**YOUR GOAL**
If a line below contains the string "clamp", copy it out.
#####
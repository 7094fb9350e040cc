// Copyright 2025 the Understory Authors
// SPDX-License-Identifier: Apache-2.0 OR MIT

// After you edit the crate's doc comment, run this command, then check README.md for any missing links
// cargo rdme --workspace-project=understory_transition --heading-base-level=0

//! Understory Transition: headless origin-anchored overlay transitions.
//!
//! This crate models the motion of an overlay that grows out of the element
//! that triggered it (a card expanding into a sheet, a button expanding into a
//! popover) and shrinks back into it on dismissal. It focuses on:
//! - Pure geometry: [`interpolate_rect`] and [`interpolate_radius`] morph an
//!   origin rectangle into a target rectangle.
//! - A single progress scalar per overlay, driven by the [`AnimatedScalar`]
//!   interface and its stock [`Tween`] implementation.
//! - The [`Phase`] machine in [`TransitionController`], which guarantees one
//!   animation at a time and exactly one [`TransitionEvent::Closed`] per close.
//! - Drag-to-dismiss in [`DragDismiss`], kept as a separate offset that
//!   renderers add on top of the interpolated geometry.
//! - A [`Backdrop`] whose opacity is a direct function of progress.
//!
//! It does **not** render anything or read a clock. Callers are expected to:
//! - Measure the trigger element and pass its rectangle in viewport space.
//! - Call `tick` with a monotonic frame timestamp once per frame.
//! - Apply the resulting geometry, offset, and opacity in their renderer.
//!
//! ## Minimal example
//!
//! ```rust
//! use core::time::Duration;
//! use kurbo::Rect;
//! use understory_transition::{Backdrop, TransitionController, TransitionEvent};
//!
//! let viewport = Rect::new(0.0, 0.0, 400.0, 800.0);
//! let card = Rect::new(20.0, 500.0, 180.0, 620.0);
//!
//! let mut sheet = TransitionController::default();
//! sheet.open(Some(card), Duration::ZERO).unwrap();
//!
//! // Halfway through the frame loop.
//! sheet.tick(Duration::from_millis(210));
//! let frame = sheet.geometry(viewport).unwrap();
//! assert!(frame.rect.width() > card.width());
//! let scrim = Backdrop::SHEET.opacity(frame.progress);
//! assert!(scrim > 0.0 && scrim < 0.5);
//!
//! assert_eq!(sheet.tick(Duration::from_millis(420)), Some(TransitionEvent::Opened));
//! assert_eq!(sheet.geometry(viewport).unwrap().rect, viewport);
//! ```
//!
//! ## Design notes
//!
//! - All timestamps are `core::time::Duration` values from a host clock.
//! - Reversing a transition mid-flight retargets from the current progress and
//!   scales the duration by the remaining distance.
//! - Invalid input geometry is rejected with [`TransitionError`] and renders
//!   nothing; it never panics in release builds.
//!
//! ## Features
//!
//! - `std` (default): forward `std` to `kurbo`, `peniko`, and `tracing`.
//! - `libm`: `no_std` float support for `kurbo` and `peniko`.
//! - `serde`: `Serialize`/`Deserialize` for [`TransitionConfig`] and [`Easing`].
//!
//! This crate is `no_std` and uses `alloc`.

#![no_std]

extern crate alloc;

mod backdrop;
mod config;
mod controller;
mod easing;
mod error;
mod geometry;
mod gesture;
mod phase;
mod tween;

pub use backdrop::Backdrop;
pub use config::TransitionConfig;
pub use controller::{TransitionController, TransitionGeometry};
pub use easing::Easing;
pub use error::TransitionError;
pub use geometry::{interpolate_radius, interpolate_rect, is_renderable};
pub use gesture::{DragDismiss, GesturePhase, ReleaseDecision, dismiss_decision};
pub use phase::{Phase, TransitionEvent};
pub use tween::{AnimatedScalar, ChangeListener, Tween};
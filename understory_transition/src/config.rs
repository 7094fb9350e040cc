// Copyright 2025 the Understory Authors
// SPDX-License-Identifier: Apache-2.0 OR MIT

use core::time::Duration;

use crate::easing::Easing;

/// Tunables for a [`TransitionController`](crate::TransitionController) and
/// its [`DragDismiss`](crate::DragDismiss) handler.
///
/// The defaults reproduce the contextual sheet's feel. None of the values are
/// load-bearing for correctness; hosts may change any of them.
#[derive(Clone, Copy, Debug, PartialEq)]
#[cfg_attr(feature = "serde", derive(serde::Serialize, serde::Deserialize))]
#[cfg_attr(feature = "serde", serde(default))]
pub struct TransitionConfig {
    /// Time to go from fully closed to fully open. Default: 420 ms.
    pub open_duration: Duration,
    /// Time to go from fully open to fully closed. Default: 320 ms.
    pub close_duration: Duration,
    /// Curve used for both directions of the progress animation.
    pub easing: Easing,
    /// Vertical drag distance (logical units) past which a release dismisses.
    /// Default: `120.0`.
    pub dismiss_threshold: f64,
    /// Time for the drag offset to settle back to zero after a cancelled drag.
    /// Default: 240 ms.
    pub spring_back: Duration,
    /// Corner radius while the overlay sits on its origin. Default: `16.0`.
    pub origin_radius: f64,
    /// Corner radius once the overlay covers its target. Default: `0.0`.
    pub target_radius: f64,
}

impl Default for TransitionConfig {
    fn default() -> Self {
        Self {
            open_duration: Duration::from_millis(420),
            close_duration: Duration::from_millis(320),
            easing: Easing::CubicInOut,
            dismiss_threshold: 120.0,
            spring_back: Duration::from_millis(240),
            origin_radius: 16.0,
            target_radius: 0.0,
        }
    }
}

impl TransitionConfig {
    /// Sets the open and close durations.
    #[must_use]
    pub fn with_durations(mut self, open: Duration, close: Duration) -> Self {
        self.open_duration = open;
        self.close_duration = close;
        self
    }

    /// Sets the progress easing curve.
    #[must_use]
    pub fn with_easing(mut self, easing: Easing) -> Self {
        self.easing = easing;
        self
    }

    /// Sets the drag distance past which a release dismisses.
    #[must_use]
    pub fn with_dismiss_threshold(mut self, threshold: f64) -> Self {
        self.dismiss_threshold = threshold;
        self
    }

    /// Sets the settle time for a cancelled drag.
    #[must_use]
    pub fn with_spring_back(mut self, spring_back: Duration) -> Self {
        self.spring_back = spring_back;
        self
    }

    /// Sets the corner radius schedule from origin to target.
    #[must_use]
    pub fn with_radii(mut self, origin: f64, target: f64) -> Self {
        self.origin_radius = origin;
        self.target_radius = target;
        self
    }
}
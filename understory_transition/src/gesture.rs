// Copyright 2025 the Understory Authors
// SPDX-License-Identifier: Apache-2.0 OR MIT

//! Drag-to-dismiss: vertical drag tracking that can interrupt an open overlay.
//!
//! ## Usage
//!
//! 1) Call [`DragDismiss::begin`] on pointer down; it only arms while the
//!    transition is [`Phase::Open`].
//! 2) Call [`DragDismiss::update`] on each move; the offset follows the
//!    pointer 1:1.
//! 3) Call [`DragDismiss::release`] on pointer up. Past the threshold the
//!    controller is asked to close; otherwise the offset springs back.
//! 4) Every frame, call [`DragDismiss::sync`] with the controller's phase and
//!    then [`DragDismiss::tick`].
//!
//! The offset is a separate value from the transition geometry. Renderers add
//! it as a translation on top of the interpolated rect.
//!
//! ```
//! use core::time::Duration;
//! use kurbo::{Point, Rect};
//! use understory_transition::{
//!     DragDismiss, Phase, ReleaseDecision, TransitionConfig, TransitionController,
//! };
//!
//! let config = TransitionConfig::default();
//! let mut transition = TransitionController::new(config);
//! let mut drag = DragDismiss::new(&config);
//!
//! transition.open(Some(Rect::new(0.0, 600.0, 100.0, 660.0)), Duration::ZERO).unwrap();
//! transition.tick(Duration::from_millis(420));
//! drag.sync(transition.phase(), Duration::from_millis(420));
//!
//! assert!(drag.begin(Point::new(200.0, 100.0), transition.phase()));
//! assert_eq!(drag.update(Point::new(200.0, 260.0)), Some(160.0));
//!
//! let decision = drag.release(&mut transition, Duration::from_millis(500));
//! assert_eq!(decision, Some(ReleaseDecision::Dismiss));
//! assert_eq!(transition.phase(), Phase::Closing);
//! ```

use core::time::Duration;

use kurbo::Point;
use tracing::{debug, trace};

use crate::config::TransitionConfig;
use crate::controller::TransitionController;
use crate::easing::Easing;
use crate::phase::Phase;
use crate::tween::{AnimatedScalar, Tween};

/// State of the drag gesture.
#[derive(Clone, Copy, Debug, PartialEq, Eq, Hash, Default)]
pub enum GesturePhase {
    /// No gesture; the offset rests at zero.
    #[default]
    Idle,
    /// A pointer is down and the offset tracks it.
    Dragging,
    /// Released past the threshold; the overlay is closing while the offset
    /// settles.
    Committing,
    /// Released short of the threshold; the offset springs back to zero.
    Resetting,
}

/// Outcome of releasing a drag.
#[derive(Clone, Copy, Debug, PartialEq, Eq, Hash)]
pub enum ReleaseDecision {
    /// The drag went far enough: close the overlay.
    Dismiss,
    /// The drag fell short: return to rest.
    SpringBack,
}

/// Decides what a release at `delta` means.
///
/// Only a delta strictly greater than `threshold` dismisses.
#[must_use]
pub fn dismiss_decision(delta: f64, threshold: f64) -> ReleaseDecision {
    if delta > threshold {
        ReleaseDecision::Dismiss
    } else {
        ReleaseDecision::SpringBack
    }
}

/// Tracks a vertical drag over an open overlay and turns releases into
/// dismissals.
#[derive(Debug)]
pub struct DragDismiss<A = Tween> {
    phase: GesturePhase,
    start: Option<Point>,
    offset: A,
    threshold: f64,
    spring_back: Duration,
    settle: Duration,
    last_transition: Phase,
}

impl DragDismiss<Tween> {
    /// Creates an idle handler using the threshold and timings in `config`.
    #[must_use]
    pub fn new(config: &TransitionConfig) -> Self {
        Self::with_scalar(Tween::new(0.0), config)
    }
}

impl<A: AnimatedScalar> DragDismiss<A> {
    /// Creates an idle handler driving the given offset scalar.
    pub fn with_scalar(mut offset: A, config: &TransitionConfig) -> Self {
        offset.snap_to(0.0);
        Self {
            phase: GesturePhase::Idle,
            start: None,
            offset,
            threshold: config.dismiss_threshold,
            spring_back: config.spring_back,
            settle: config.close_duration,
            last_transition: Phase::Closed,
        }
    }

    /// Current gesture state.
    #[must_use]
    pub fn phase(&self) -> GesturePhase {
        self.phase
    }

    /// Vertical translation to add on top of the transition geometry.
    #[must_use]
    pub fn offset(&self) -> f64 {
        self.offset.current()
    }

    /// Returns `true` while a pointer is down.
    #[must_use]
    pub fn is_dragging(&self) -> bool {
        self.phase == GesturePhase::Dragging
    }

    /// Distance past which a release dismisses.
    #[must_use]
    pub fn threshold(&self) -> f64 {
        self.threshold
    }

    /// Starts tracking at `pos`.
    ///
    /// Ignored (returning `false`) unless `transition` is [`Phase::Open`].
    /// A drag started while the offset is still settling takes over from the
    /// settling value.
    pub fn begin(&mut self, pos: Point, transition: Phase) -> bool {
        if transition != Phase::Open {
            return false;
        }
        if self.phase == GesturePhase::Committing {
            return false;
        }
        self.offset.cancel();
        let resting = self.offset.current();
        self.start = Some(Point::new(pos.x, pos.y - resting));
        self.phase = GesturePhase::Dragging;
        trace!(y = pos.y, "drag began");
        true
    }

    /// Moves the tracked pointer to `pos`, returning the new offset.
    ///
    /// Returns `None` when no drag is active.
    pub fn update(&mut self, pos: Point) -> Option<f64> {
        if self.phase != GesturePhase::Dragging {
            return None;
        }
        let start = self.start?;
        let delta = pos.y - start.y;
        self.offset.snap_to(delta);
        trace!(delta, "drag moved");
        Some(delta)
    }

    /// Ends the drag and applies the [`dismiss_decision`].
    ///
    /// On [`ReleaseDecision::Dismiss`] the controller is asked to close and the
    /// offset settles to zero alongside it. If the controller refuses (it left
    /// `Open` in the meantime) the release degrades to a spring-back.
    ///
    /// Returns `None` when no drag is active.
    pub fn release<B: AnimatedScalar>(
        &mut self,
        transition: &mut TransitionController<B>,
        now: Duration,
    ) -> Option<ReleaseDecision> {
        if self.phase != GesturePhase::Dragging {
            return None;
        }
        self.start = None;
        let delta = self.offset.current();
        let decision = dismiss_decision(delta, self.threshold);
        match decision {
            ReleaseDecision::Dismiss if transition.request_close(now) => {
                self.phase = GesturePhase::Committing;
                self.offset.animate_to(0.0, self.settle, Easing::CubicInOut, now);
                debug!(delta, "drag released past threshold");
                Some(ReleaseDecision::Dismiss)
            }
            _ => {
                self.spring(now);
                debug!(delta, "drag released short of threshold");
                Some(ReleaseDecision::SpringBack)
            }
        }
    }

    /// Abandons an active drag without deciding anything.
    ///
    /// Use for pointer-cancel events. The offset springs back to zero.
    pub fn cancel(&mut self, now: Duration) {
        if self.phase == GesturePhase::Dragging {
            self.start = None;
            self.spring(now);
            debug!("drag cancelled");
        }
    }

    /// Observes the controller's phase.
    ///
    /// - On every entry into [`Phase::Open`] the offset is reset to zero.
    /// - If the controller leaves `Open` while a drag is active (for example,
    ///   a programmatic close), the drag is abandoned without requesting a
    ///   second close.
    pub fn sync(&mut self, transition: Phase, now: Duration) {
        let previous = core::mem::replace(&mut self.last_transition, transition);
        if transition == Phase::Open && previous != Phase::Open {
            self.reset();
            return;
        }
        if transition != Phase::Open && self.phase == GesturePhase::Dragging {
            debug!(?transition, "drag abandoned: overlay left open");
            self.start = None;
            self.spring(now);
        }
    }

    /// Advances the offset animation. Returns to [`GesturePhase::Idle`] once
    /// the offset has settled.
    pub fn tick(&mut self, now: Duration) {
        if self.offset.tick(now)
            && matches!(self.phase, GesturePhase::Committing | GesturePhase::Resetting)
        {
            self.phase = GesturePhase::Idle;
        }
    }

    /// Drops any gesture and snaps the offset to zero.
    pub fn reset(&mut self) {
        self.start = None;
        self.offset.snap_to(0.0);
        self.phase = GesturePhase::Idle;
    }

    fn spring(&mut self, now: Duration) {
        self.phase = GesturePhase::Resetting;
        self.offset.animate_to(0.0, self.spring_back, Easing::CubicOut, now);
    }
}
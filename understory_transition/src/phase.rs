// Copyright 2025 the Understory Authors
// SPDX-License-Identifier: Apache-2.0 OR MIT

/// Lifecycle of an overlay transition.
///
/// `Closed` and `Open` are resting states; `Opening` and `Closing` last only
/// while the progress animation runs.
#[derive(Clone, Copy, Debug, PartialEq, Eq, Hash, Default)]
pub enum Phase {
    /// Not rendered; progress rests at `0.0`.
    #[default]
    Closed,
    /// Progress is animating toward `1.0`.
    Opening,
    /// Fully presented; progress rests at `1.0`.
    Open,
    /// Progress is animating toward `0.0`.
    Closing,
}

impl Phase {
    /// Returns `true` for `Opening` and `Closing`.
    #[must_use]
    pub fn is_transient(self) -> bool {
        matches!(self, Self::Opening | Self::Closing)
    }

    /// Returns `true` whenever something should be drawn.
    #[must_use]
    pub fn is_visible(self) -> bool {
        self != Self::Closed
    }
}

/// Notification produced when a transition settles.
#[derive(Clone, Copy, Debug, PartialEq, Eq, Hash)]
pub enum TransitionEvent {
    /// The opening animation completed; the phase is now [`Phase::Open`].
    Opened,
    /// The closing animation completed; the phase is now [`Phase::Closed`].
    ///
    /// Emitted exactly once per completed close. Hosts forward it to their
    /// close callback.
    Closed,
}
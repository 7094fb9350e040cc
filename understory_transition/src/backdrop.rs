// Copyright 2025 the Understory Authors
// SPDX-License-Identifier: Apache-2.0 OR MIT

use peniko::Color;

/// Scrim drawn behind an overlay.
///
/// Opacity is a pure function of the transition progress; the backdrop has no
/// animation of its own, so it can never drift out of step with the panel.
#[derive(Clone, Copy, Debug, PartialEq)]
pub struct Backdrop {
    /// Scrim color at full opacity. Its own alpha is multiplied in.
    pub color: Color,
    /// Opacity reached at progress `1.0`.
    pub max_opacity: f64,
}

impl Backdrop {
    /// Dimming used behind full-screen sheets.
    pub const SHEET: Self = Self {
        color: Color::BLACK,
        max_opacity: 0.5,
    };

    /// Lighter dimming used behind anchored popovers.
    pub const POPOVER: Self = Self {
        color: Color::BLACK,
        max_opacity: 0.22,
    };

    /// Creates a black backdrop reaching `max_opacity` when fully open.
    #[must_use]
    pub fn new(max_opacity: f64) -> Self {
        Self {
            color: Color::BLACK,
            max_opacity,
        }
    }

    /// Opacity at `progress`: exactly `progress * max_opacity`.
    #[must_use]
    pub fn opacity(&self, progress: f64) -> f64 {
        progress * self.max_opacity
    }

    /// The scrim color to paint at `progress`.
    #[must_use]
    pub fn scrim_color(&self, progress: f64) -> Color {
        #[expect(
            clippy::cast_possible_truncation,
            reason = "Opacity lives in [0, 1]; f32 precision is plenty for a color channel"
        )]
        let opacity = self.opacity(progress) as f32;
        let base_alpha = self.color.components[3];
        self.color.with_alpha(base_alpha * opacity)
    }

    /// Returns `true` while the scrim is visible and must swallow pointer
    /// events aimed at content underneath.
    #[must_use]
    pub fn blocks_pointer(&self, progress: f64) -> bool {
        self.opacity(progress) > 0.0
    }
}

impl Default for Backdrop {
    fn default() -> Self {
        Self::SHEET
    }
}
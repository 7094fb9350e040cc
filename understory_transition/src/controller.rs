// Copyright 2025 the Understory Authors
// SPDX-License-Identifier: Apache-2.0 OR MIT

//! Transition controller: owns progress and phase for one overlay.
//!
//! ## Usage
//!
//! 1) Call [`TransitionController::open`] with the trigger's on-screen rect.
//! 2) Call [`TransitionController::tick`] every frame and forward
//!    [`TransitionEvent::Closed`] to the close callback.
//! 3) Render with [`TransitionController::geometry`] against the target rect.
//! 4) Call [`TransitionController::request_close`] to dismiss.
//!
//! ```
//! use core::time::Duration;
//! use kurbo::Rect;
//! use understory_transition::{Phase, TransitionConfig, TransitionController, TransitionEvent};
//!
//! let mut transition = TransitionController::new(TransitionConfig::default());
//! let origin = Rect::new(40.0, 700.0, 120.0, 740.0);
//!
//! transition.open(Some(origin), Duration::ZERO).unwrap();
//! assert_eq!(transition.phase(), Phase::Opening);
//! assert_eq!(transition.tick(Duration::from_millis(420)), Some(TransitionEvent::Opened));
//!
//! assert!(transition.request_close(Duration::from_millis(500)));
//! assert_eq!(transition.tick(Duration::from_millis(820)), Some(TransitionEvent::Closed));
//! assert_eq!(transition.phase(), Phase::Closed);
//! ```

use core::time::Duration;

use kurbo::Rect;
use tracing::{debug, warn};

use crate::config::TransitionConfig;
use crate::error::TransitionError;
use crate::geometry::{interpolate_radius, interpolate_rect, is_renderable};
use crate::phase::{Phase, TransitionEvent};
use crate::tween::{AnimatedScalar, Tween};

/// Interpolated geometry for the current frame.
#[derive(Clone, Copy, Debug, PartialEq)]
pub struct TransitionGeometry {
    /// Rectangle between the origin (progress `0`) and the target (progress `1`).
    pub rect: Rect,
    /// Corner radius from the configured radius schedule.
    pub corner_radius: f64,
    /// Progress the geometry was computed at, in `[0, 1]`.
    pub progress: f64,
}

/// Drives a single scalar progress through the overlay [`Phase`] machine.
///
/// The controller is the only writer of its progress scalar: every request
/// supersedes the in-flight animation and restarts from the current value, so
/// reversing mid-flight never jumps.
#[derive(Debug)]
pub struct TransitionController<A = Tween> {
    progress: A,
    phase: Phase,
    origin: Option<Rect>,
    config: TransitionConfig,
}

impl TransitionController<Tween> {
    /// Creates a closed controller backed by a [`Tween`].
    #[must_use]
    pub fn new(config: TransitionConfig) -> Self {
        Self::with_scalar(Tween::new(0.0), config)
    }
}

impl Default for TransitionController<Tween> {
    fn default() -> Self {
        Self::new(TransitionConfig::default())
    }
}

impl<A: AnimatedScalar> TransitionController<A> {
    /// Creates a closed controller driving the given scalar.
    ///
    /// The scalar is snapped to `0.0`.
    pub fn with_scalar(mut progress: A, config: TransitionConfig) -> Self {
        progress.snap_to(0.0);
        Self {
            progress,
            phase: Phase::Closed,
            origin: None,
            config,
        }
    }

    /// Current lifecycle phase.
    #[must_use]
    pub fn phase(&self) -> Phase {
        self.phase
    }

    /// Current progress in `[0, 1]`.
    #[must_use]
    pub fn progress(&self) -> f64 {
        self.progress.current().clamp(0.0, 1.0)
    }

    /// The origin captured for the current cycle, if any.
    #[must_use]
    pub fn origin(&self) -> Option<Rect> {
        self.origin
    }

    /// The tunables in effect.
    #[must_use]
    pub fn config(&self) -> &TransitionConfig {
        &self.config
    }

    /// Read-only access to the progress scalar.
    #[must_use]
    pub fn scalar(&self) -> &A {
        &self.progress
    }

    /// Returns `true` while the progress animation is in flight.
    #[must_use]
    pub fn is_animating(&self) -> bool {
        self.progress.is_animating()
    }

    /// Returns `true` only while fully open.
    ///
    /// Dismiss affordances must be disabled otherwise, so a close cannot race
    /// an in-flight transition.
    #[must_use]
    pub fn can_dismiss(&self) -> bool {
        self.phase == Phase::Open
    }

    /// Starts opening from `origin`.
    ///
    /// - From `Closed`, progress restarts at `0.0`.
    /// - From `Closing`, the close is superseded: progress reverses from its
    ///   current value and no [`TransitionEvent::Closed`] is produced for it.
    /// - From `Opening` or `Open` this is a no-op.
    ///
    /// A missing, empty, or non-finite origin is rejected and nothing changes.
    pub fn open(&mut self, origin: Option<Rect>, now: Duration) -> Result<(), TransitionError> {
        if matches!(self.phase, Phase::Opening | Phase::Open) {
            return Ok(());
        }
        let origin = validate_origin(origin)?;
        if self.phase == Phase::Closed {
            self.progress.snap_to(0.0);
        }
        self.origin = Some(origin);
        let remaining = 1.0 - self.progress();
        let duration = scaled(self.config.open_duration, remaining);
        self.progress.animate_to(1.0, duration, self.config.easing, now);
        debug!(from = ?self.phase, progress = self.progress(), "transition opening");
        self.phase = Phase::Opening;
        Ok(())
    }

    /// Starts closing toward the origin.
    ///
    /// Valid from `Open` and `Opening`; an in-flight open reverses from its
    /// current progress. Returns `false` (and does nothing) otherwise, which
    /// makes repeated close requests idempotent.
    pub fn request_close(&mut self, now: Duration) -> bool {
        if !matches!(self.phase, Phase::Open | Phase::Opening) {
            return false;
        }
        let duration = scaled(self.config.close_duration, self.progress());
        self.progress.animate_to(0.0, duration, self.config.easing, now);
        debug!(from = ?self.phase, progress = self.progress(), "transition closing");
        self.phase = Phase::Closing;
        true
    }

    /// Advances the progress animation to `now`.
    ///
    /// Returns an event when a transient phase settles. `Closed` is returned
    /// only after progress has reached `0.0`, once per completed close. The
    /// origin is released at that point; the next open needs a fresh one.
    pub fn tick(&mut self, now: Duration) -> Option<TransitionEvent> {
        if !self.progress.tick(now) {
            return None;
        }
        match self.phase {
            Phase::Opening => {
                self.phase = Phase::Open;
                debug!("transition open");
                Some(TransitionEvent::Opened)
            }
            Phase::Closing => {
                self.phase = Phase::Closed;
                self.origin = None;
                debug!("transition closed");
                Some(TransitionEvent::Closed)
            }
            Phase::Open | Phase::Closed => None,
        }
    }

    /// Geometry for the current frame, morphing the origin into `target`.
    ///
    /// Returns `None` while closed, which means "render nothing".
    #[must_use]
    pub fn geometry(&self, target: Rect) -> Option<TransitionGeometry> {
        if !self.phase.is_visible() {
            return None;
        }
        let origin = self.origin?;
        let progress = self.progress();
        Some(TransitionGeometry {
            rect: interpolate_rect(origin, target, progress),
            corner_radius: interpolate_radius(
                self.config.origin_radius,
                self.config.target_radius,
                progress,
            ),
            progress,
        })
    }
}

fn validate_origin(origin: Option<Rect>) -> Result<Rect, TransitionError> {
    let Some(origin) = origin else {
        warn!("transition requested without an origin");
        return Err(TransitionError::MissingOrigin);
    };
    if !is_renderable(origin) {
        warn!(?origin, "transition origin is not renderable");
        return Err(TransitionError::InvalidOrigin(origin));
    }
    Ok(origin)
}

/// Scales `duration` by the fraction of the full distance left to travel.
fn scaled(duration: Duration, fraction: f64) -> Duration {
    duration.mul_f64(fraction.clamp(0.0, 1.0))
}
#####
**YOUR SOLUTION**
        self.progress.current().clamp(0.0, 1.0)
    duration.mul_f64(fraction.clamp(0.0, 1.0))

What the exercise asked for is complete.